**REQUIRED WORK:**
Scan the records below for the word "fern" and give only the number of lines that hold it.
== Segment start ==
//! One textured cube in perspective, turning about a tilted axis.

use std::sync::Arc;

use crate::{
    abs::{Mesh, ShaderProgram, Texture},
    other::RenderContext,
    render::{
        geometry::CUBE,
        shaders,
        transform::{camera_view, projection, spinning_cube},
    },
};

pub struct CoordinateSystems {
    mesh: Mesh,
    shader: ShaderProgram,
    textures: [Texture; 2],
}

impl CoordinateSystems {
    pub fn new(gl: &Arc<glow::Context>) -> Result<Self, String> {
        let shader = shaders::program(gl, "coordinates")?;
        shader.use_program();
        shader.set_uniform("texture1", 0);
        shader.set_uniform("texture2", 1);
        Ok(Self {
            mesh: Mesh::new_arrays(gl, &CUBE, glow::TRIANGLES)?,
            shader,
            textures: super::tutorial_textures(gl)?,
        })
    }
}

impl super::Lesson for CoordinateSystems {
    fn render(&mut self, gl: &glow::Context, ctx: &RenderContext) {
        super::begin_frame(gl, ctx, true);
        super::bind_textures(&self.textures);
        self.shader.use_program();
        self.shader.set_uniform("model", spinning_cube(ctx.elapsed));
        self.shader.set_uniform("view", camera_view());
        self.shader
            .set_uniform("projection", projection(ctx.fov_degrees, ctx.aspect));
        self.mesh.draw();
    }
}
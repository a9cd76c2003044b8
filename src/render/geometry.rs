//! Vertex types and the static geometry drawn by the lessons.

use std::mem::offset_of;

use glam::{Vec2, Vec3};

use crate::abs::{Vertex, VertexAttribute};

/// A vertex with only a position.
#[derive(Clone, Copy, Debug, PartialEq)]
#[repr(C)]
pub struct PosVertex {
    pub position: Vec3,
}

impl Vertex for PosVertex {
    const ATTRIBUTES: &'static [VertexAttribute] = &[VertexAttribute::new(
        0,
        3,
        offset_of!(PosVertex, position),
    )];
}

/// A vertex with a position and a per-vertex colour.
#[derive(Clone, Copy, Debug, PartialEq)]
#[repr(C)]
pub struct ColorVertex {
    pub position: Vec3,
    pub color: Vec3,
}

impl Vertex for ColorVertex {
    const ATTRIBUTES: &'static [VertexAttribute] = &[
        VertexAttribute::new(0, 3, offset_of!(ColorVertex, position)),
        VertexAttribute::new(1, 3, offset_of!(ColorVertex, color)),
    ];
}

/// A vertex with a position, a colour and texture coordinates.
#[derive(Clone, Copy, Debug, PartialEq)]
#[repr(C)]
pub struct TexturedVertex {
    pub position: Vec3,
    pub color: Vec3,
    pub tex_coords: Vec2,
}

impl Vertex for TexturedVertex {
    const ATTRIBUTES: &'static [VertexAttribute] = &[
        VertexAttribute::new(0, 3, offset_of!(TexturedVertex, position)),
        VertexAttribute::new(1, 3, offset_of!(TexturedVertex, color)),
        VertexAttribute::new(2, 2, offset_of!(TexturedVertex, tex_coords)),
    ];
}

/// A cube vertex: position followed by texture coordinates, five floats in total.
#[derive(Clone, Copy, Debug, PartialEq)]
#[repr(C)]
pub struct CubeVertex {
    pub position: Vec3,
    pub tex_coords: Vec2,
}

impl Vertex for CubeVertex {
    const ATTRIBUTES: &'static [VertexAttribute] = &[
        VertexAttribute::new(0, 3, offset_of!(CubeVertex, position)),
        VertexAttribute::new(1, 2, offset_of!(CubeVertex, tex_coords)),
    ];
}

const fn pos(x: f32, y: f32, z: f32) -> PosVertex {
    PosVertex {
        position: Vec3::new(x, y, z),
    }
}

const fn colored(position: [f32; 3], color: [f32; 3]) -> ColorVertex {
    ColorVertex {
        position: Vec3::from_array(position),
        color: Vec3::from_array(color),
    }
}

const fn textured(position: [f32; 3], color: [f32; 3], uv: [f32; 2]) -> TexturedVertex {
    TexturedVertex {
        position: Vec3::from_array(position),
        color: Vec3::from_array(color),
        tex_coords: Vec2::from_array(uv),
    }
}

const fn cube(x: f32, y: f32, z: f32, u: f32, v: f32) -> CubeVertex {
    CubeVertex {
        position: Vec3::new(x, y, z),
        tex_coords: Vec2::new(u, v),
    }
}

/// A single triangle in normalized device coordinates, counter-clockwise.
pub const TRIANGLE: [PosVertex; 3] = [
    pos(-0.5, -0.5, 0.0),
    pos(0.5, -0.5, 0.0),
    pos(0.0, 0.5, 0.0),
];

/// The four corners of a rectangle: top right, bottom right, bottom left, top left.
pub const RECTANGLE: [PosVertex; 4] = [
    pos(0.5, 0.5, 0.0),
    pos(0.5, -0.5, 0.0),
    pos(-0.5, -0.5, 0.0),
    pos(-0.5, 0.5, 0.0),
];

/// Two triangles sharing the rectangle's diagonal.
pub const RECTANGLE_INDICES: [u32; 6] = [0, 1, 3, 1, 2, 3];

/// A triangle with a red, a green and a blue corner.
pub const COLOR_TRIANGLE: [ColorVertex; 3] = [
    colored([0.5, -0.5, 0.0], [1.0, 0.0, 0.0]),
    colored([-0.5, -0.5, 0.0], [0.0, 1.0, 0.0]),
    colored([0.0, 0.5, 0.0], [0.0, 0.0, 1.0]),
];

/// [`RECTANGLE`] with colours and texture coordinates, drawn with [`RECTANGLE_INDICES`].
pub const TEXTURED_RECTANGLE: [TexturedVertex; 4] = [
    textured([0.5, 0.5, 0.0], [1.0, 0.0, 0.0], [1.0, 1.0]),
    textured([0.5, -0.5, 0.0], [0.0, 1.0, 0.0], [1.0, 0.0]),
    textured([-0.5, -0.5, 0.0], [0.0, 0.0, 1.0], [0.0, 0.0]),
    textured([-0.5, 0.5, 0.0], [1.0, 1.0, 0.0], [0.0, 1.0]),
];

/// A unit cube centred on the origin, six faces of two triangles each.
pub const CUBE: [CubeVertex; 36] = [
    // back
    cube(-0.5, -0.5, -0.5, 0.0, 0.0),
    cube(0.5, -0.5, -0.5, 1.0, 0.0),
    cube(0.5, 0.5, -0.5, 1.0, 1.0),
    cube(0.5, 0.5, -0.5, 1.0, 1.0),
    cube(-0.5, 0.5, -0.5, 0.0, 1.0),
    cube(-0.5, -0.5, -0.5, 0.0, 0.0),
    // front
    cube(-0.5, -0.5, 0.5, 0.0, 0.0),
    cube(0.5, -0.5, 0.5, 1.0, 0.0),
    cube(0.5, 0.5, 0.5, 1.0, 1.0),
    cube(0.5, 0.5, 0.5, 1.0, 1.0),
    cube(-0.5, 0.5, 0.5, 0.0, 1.0),
    cube(-0.5, -0.5, 0.5, 0.0, 0.0),
    // left
    cube(-0.5, 0.5, 0.5, 1.0, 0.0),
    cube(-0.5, 0.5, -0.5, 1.0, 1.0),
    cube(-0.5, -0.5, -0.5, 0.0, 1.0),
    cube(-0.5, -0.5, -0.5, 0.0, 1.0),
    cube(-0.5, -0.5, 0.5, 0.0, 0.0),
    cube(-0.5, 0.5, 0.5, 1.0, 0.0),
    // right
    cube(0.5, 0.5, 0.5, 1.0, 0.0),
    cube(0.5, 0.5, -0.5, 1.0, 1.0),
    cube(0.5, -0.5, -0.5, 0.0, 1.0),
    cube(0.5, -0.5, -0.5, 0.0, 1.0),
    cube(0.5, -0.5, 0.5, 0.0, 0.0),
    cube(0.5, 0.5, 0.5, 1.0, 0.0),
    // bottom
    cube(-0.5, -0.5, -0.5, 0.0, 1.0),
    cube(0.5, -0.5, -0.5, 1.0, 1.0),
    cube(0.5, -0.5, 0.5, 1.0, 0.0),
    cube(0.5, -0.5, 0.5, 1.0, 0.0),
    cube(-0.5, -0.5, 0.5, 0.0, 0.0),
    cube(-0.5, -0.5, -0.5, 0.0, 1.0),
    // top
    cube(-0.5, 0.5, -0.5, 0.0, 1.0),
    cube(0.5, 0.5, -0.5, 1.0, 1.0),
    cube(0.5, 0.5, 0.5, 1.0, 0.0),
    cube(0.5, 0.5, 0.5, 1.0, 0.0),
    cube(-0.5, 0.5, 0.5, 0.0, 0.0),
    cube(-0.5, 0.5, -0.5, 0.0, 1.0),
];

/// World positions of the cubes in the final lesson.
pub const CUBE_POSITIONS: [Vec3; 10] = [
    Vec3::new(0.0, 0.0, 0.0),
    Vec3::new(2.0, 5.0, -15.0),
    Vec3::new(-1.5, -2.2, -2.5),
    Vec3::new(-3.8, -2.0, -12.3),
    Vec3::new(2.4, -0.4, -3.5),
    Vec3::new(-1.7, 3.0, -7.5),
    Vec3::new(1.3, -2.0, -2.5),
    Vec3::new(1.5, 2.0, -2.5),
    Vec3::new(1.5, 0.2, -1.5),
    Vec3::new(-1.3, 1.0, -1.5),
];
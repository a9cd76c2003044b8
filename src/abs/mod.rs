//! This module contains the thin OpenGL layer shared by every lesson,
//! including application setup, shader management, mesh handling and textures.

pub mod app;
pub mod mesh;
pub mod shader;
pub mod texture;

pub use app::*;
pub use mesh::*;
pub use shader::*;
pub use texture::*;
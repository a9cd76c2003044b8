//! A rectangle built from two triangles that share vertices through an element buffer.

use std::sync::Arc;

use crate::{
    abs::{Mesh, ShaderProgram},
    other::RenderContext,
    render::{
        geometry::{RECTANGLE, RECTANGLE_INDICES},
        shaders,
    },
};

pub struct HelloRectangle {
    mesh: Mesh,
    shader: ShaderProgram,
}

impl HelloRectangle {
    pub fn new(gl: &Arc<glow::Context>) -> Result<Self, String> {
        Ok(Self {
            mesh: Mesh::new(gl, &RECTANGLE, &RECTANGLE_INDICES, glow::TRIANGLES)?,
            shader: shaders::program(gl, "triangle")?,
        })
    }
}

impl super::Lesson for HelloRectangle {
    fn render(&mut self, gl: &glow::Context, ctx: &RenderContext) {
        super::begin_frame(gl, ctx, false);
        self.shader.use_program();
        self.mesh.draw();
    }
}
//! Ten textured cubes scattered in front of the camera, each tilted by its index.

use std::sync::Arc;

use crate::{
    abs::{Mesh, ShaderProgram, Texture},
    other::RenderContext,
    render::{
        geometry::{CUBE, CUBE_POSITIONS},
        shaders,
        transform::{camera_view, cube_model, projection},
    },
};

pub struct Cubes {
    mesh: Mesh,
    shader: ShaderProgram,
    textures: [Texture; 2],
}

impl Cubes {
    pub fn new(gl: &Arc<glow::Context>) -> Result<Self, String> {
        let shader = shaders::program(gl, "coordinates")?;
        shader.use_program();
        shader.set_uniform("texture1", 0);
        shader.set_uniform("texture2", 1);
        Ok(Self {
            mesh: Mesh::new_arrays(gl, &CUBE, glow::TRIANGLES)?,
            shader,
            textures: super::tutorial_textures(gl)?,
        })
    }
}

impl super::Lesson for Cubes {
    fn render(&mut self, gl: &glow::Context, ctx: &RenderContext) {
        super::begin_frame(gl, ctx, true);
        super::bind_textures(&self.textures);
        self.shader.use_program();
        self.shader.set_uniform("view", camera_view());
        self.shader
            .set_uniform("projection", projection(ctx.fov_degrees, ctx.aspect));
        for (i, position) in CUBE_POSITIONS.iter().enumerate() {
            self.shader.set_uniform("model", cube_model(i, *position));
            self.mesh.draw();
        }
    }
}
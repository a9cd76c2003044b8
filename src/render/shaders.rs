//! GLSL sources compiled into the binary.
//!
//! Every program lives in its own directory under `src/render/shaders/`, holding a
//! `vert.glsl` and a `frag.glsl`.

use std::sync::Arc;

use include_dir::{Dir, include_dir};

use crate::abs::ShaderProgram;

static SHADERS: Dir<'_> = include_dir!("$CARGO_MANIFEST_DIR/src/render/shaders");

fn source(name: &str, stage: &str) -> Result<&'static str, String> {
    let path = format!("{name}/{stage}.glsl");
    SHADERS
        .get_file(&path)
        .ok_or_else(|| format!("no embedded shader `{path}`"))?
        .contents_utf8()
        .ok_or_else(|| format!("shader `{path}` is not valid UTF-8"))
}

/// Returns the vertex and fragment source of the named program.
pub fn sources(name: &str) -> Result<(&'static str, &'static str), String> {
    Ok((source(name, "vert")?, source(name, "frag")?))
}

/// Compiles and links the named program.
pub fn program(gl: &Arc<glow::Context>, name: &str) -> Result<ShaderProgram, String> {
    let (vert, frag) = sources(name)?;
    ShaderProgram::from_sources(gl, vert, frag).map_err(|e| format!("shader `{name}`: {e}"))
}

#[cfg(test)]
mod tests {
    use super::*;

    const PROGRAMS: &[&str] = &[
        "coordinates",
        "textured",
        "transform",
        "triangle",
        "uniform_color",
        "vertex_color",
    ];

    #[test]
    fn test_all_programs_are_embedded() {
        for name in PROGRAMS {
            let (vert, frag) = sources(name).unwrap();
            assert!(vert.starts_with("#version 330 core"), "{name}");
            assert!(frag.starts_with("#version 330 core"), "{name}");
            assert!(vert.contains("gl_Position"), "{name}");
        }
    }

    #[test]
    fn test_missing_program() {
        let err = sources("lighting").unwrap_err();
        assert!(err.contains("lighting/vert.glsl"), "{err}");
    }

    #[test]
    fn test_uniform_names_match_lessons() {
        let (vert, _) = sources("coordinates").unwrap();
        for uniform in ["model", "view", "projection"] {
            assert!(vert.contains(&format!("uniform mat4 {uniform};")), "{uniform}");
        }
        let (_, frag) = sources("textured").unwrap();
        for uniform in ["texture1", "texture2", "mixValue"] {
            assert!(frag.contains(uniform), "{uniform}");
        }
    }
}
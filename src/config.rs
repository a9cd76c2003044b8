//! Runtime configuration.
//!
//! The configuration is a JSON file. Every field is optional, anything left out falls back to
//! the values the tutorial programs were written with.

use std::path::{Path, PathBuf};

use log::LevelFilter;
use serde::Deserialize;

/// Window creation settings.
#[derive(Clone, Debug, PartialEq, Deserialize)]
#[serde(default)]
pub struct WindowSettings {
    pub title: String,
    pub width: u32,
    pub height: u32,
    pub fullscreen: bool,
    pub vsync: bool,
}

impl Default for WindowSettings {
    fn default() -> Self {
        Self {
            title: "LearnOpenGL".to_string(),
            width: 800,
            height: 600,
            fullscreen: false,
            vsync: true,
        }
    }
}

/// The full program configuration.
#[derive(Clone, Debug, PartialEq, Deserialize)]
#[serde(default)]
pub struct Config {
    pub window: WindowSettings,
    /// Name of the lesson shown at startup.
    pub start_lesson: String,
    pub clear_color: [f32; 4],
    pub fov_degrees: f32,
    pub log_level: String,
    pub log_file: Option<PathBuf>,
}

impl Default for Config {
    fn default() -> Self {
        Self {
            window: WindowSettings::default(),
            start_lesson: "cubes".to_string(),
            clear_color: [0.2, 0.3, 0.3, 1.0],
            fov_degrees: 45.0,
            log_level: "info".to_string(),
            log_file: None,
        }
    }
}

impl Config {
    /// Location of the configuration file in the user's config directory.
    pub fn default_path() -> Option<PathBuf> {
        dirs::config_dir().map(|dir| dir.join("learnopengl").join("config.json"))
    }

    /// Parses and validates a configuration from JSON.
    pub fn from_json(s: &str) -> Result<Self, String> {
        let config: Config = serde_json::from_str(s).map_err(|e| e.to_string())?;
        config.validate()?;
        Ok(config)
    }

    /// Loads the configuration.
    ///
    /// An explicit path must exist. Without one, the file in the user's config directory is used
    /// when present and the defaults otherwise.
    pub fn load(path: Option<&Path>) -> Result<Self, String> {
        let path = match path {
            Some(path) => path.to_path_buf(),
            None => match Self::default_path() {
                Some(path) if path.is_file() => path,
                _ => return Ok(Self::default()),
            },
        };
        let contents = std::fs::read_to_string(&path)
            .map_err(|e| format!("failed to read {}: {e}", path.display()))?;
        Self::from_json(&contents).map_err(|e| format!("invalid config {}: {e}", path.display()))
    }

    /// The configured log level.
    pub fn level_filter(&self) -> Result<LevelFilter, String> {
        self.log_level
            .parse()
            .map_err(|_| format!("unknown log level `{}`", self.log_level))
    }

    /// Checks the values that deserialisation alone cannot.
    pub fn validate(&self) -> Result<(), String> {
        if self.window.width == 0 || self.window.height == 0 {
            return Err(format!(
                "window size {}x{} must be non-zero",
                self.window.width, self.window.height
            ));
        }
        if !(self.fov_degrees > 0.0 && self.fov_degrees < 180.0) {
            return Err(format!(
                "field of view {} must be between 0 and 180 degrees",
                self.fov_degrees
            ));
        }
        self.level_filter()?;
        if crate::lessons::index_of(&self.start_lesson).is_none() {
            return Err(format!("unknown lesson `{}`", self.start_lesson));
        }
        Ok(())
    }
}
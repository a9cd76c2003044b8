//! A rectangle sampling two textures, blended by a factor the user controls with Up and Down.

use std::sync::Arc;

use sdl2::keyboard::Keycode;

use crate::{
    abs::{Mesh, ShaderProgram, Texture},
    other::{RenderContext, UpdateContext},
    render::{
        geometry::{RECTANGLE_INDICES, TEXTURED_RECTANGLE},
        shaders,
    },
};

/// How much the blend factor changes per second while a key is held.
const MIX_SPEED: f32 = 1.0;

/// Moves the blend factor towards the held direction, staying within `[0, 1]`.
fn adjust_mix(value: f32, up: bool, down: bool, delta_time: f32) -> f32 {
    let direction = up as i32 - down as i32;
    (value + direction as f32 * MIX_SPEED * delta_time).clamp(0.0, 1.0)
}

pub struct Textures {
    mesh: Mesh,
    shader: ShaderProgram,
    textures: [Texture; 2],
    mix_value: f32,
}

impl Textures {
    pub fn new(gl: &Arc<glow::Context>) -> Result<Self, String> {
        let shader = shaders::program(gl, "textured")?;
        shader.use_program();
        shader.set_uniform("texture1", 0);
        shader.set_uniform("texture2", 1);
        Ok(Self {
            mesh: Mesh::new(gl, &TEXTURED_RECTANGLE, &RECTANGLE_INDICES, glow::TRIANGLES)?,
            shader,
            textures: super::tutorial_textures(gl)?,
            mix_value: 0.2,
        })
    }
}

impl super::Lesson for Textures {
    fn update(&mut self, ctx: &UpdateContext) {
        self.mix_value = adjust_mix(
            self.mix_value,
            ctx.keyboard.down.contains(&Keycode::Up),
            ctx.keyboard.down.contains(&Keycode::Down),
            ctx.delta_time,
        );
    }

    fn render(&mut self, gl: &glow::Context, ctx: &RenderContext) {
        super::begin_frame(gl, ctx, false);
        super::bind_textures(&self.textures);
        self.shader.use_program();
        self.shader.set_uniform("mixValue", self.mix_value);
        self.mesh.draw();
    }
}

#[cfg(test)]
mod tests {
    use super::*;

    #[test]
    fn test_adjust_mix() {
        assert!((adjust_mix(0.2, true, false, 0.1) - 0.3).abs() < 1e-6);
        assert!((adjust_mix(0.2, false, true, 0.1) - 0.1).abs() < 1e-6);
        assert_eq!(adjust_mix(0.2, true, true, 0.1), 0.2);
        assert_eq!(adjust_mix(0.2, false, false, 0.1), 0.2);
    }

    #[test]
    fn test_adjust_mix_clamps() {
        assert_eq!(adjust_mix(0.95, true, false, 1.0), 1.0);
        assert_eq!(adjust_mix(0.05, false, true, 1.0), 0.0);
    }
}
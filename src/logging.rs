//! Logger setup.

use std::path::Path;

use log::LevelFilter;

/// Installs the global logger, writing to stdout and optionally to `log_file`.
pub fn init(level: LevelFilter, log_file: Option<&Path>) -> Result<(), fern::InitError> {
    let mut dispatch = fern::Dispatch::new()
        .format(|out, message, record| {
            out.finish(format_args!(
                "[{} {} {}] {}",
                chrono::Local::now().format("%H:%M:%S%.3f"),
                record.level(),
                record.target(),
                message
            ))
        })
        .level(level)
        .chain(std::io::stdout());

    if let Some(path) = log_file {
        dispatch = dispatch.chain(fern::log_file(path)?);
    }

    dispatch.apply()?;
    Ok(())
}
//! 时间戳类型, 用于表示数据包在流中的时间点.
//!
//! 与 FFmpeg 用 `AV_NOPTS_VALUE` 哨兵值表示"未知"不同, 这里用显式的枚举,
//! 未知时间戳无法参与算术运算.

use crate::rational::Rational;
use std::fmt;

/// 显示/解码时间戳 (以流的 time_base 为单位)
///
/// 一旦变为 `Unknown`, [`Pts::advance`] 不会再把它恢复为已知值,
/// 只有调用方重新初始化 (打开或 seek) 才能得到新的已知时间戳.
#[derive(Debug, Clone, Copy, PartialEq, Eq, Hash, Default)]
pub enum Pts {
    /// 已知时间戳
    Known(i64),
    /// 未知时间戳
    #[default]
    Unknown,
}

impl Pts {
    /// 零时间戳
    pub const ZERO: Self = Self::Known(0);

    /// 取出时间戳数值
    pub const fn value(self) -> Option<i64> {
        match self {
            Self::Known(v) => Some(v),
            Self::Unknown => None,
        }
    }

    /// 是否为已知时间戳
    pub const fn is_known(self) -> bool {
        matches!(self, Self::Known(_))
    }

    /// 按数据包时长推进时间戳
    ///
    /// 时长无法计算 (`None` 或非正数) 时变为 `Unknown`, 并保持不变.
    pub fn advance(self, duration: Option<i64>) -> Self {
        match (self, duration) {
            (Self::Known(pts), Some(d)) if d > 0 => match pts.checked_add(d) {
                Some(next) => Self::Known(next),
                None => Self::Unknown,
            },
            _ => Self::Unknown,
        }
    }

    /// 按时间基转换为秒
    pub fn to_seconds(self, time_base: Rational) -> Option<f64> {
        match self {
            Self::Known(v) if time_base.is_valid() => Some(v as f64 * time_base.to_f64()),
            _ => None,
        }
    }
}

impl From<i64> for Pts {
    fn from(v: i64) -> Self {
        Self::Known(v)
    }
}

impl fmt::Display for Pts {
    fn fmt(&self, f: &mut fmt::Formatter<'_>) -> fmt::Result {
        match self {
            Self::Known(v) => write!(f, "{v}"),
            Self::Unknown => write!(f, "NOPTS"),
        }
    }
}

#[cfg(test)]
mod tests {
    use super::*;

    #[test]
    fn test_pts_推进() {
        assert_eq!(Pts::ZERO.advance(Some(100)), Pts::Known(100));
        assert_eq!(Pts::Known(100).advance(Some(28)), Pts::Known(128));
    }

    #[test]
    fn test_pts_未知状态保持() {
        let pts = Pts::Known(10).advance(None);
        assert_eq!(pts, Pts::Unknown);
        assert_eq!(pts.advance(Some(100)), Pts::Unknown);
        assert_eq!(Pts::Known(10).advance(Some(0)), Pts::Unknown);
    }

    #[test]
    fn test_pts_转换为秒() {
        let secs = Pts::Known(8000).to_seconds(Rational::new(1, 8000));
        assert_eq!(secs, Some(1.0));
        assert_eq!(Pts::Unknown.to_seconds(Rational::new(1, 8000)), None);
        assert_eq!(Pts::Known(1).to_seconds(Rational::UNDEFINED), None);
    }

    #[test]
    fn test_pts_显示() {
        assert_eq!(Pts::Known(42).to_string(), "42");
        assert_eq!(Pts::Unknown.to_string(), "NOPTS");
    }
}
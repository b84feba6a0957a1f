//! 格式探测.
//!
//! 通过分析文件头部数据和文件扩展名, 自动识别容器格式.

use crate::format_id::FormatId;

/// 探测置信度
///
/// 数值越高, 表示对格式判断越有信心.
pub type ProbeScore = u32;

/// 很低的探测分数 (魔数匹配但校验字段不一致)
pub const SCORE_LOW: ProbeScore = 10;

/// 扩展名匹配的探测分数
pub const SCORE_EXTENSION: ProbeScore = 50;

/// 最高探测分数 (魔数完全匹配)
pub const SCORE_MAX: ProbeScore = 100;

/// 探测结果
#[derive(Debug, Clone)]
pub struct ProbeResult {
    /// 识别出的格式
    pub format_id: FormatId,
    /// 置信度分数
    pub score: ProbeScore,
}

/// 格式探测器 trait
pub trait FormatProbe {
    /// 根据文件头部数据探测格式
    ///
    /// # 返回
    /// - `Some(score)`: 探测成功, 返回置信度
    /// - `None`: 不是此格式
    fn probe(&self, data: &[u8], filename: Option<&str>) -> Option<ProbeScore>;

    /// 获取此探测器对应的格式标识
    fn format_id(&self) -> FormatId;
}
== Segment end ==
**FINAL ANSWER:**
3